* **Exercise description**
Copy every line of the entries that includes the word "other".

Stored items
* * * * * * *

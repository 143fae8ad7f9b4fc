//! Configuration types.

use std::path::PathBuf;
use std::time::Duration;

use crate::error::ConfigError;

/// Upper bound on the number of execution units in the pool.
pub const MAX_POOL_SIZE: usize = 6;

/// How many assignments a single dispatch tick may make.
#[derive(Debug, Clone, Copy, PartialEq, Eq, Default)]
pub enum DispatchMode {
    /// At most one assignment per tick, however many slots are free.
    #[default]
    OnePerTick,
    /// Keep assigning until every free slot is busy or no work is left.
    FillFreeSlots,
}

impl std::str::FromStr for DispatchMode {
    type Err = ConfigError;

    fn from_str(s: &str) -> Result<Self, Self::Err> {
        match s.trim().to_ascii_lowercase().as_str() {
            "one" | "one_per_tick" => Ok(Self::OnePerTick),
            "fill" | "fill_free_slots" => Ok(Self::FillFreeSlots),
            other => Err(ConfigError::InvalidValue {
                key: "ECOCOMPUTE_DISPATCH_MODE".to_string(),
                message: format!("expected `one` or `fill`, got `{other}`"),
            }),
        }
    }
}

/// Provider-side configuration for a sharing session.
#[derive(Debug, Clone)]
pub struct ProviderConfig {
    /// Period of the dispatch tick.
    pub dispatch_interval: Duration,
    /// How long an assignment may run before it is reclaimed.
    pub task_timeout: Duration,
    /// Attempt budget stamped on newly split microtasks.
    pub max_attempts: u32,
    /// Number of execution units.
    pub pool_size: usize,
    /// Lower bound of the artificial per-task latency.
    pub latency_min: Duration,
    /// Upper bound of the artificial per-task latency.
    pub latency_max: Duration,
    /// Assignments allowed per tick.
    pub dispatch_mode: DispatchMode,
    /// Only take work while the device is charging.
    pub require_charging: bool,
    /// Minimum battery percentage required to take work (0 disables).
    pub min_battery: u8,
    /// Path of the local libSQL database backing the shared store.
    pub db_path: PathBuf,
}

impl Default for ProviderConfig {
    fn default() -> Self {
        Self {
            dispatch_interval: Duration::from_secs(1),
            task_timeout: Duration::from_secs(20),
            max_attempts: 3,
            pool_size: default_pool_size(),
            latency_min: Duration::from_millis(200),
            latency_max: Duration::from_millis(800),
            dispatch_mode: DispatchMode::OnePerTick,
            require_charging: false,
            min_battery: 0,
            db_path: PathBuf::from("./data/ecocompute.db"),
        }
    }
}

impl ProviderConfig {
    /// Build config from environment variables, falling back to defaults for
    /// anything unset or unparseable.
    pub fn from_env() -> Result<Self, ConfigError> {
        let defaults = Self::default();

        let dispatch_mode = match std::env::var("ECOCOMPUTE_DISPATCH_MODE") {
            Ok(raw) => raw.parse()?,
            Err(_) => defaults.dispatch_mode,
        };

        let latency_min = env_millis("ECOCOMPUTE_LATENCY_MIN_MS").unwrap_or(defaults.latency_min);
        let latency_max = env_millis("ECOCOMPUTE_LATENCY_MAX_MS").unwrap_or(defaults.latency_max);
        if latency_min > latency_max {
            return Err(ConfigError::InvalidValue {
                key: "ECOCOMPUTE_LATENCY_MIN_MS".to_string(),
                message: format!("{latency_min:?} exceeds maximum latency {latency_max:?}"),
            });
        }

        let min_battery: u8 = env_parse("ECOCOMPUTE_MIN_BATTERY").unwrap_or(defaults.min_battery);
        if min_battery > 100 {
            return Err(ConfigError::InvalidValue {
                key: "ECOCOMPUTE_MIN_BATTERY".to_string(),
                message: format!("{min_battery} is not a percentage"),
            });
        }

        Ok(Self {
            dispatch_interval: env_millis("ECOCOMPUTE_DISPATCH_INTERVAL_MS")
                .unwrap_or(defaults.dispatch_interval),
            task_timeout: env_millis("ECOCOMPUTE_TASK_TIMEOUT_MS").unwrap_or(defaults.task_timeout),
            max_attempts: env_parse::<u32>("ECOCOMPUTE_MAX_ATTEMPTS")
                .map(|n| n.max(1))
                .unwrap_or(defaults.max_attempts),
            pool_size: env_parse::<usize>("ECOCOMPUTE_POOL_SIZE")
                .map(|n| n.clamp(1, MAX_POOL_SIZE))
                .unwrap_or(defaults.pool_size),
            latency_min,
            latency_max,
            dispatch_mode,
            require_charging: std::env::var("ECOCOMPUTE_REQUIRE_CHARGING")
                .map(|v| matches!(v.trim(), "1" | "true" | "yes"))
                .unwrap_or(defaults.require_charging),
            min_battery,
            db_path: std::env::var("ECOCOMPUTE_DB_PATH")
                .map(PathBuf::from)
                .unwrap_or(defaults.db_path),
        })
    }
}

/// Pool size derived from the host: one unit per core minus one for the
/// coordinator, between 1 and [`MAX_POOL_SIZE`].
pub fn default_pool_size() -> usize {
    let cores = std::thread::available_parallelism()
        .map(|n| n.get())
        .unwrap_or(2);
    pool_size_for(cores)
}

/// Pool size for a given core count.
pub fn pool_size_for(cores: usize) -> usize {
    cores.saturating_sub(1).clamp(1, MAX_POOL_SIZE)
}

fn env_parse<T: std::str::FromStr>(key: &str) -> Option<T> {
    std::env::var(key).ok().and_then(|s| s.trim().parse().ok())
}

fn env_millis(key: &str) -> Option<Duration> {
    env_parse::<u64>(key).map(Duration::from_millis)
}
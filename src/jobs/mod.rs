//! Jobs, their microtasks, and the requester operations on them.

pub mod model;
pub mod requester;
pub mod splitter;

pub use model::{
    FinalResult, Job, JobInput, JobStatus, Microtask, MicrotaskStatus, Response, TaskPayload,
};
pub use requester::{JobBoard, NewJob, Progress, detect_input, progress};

* * * * * * *

* **Exercise output**
            other => Err(ConfigError::InvalidValue {
                message: format!("expected `one` or `fill`, got `{other}`"),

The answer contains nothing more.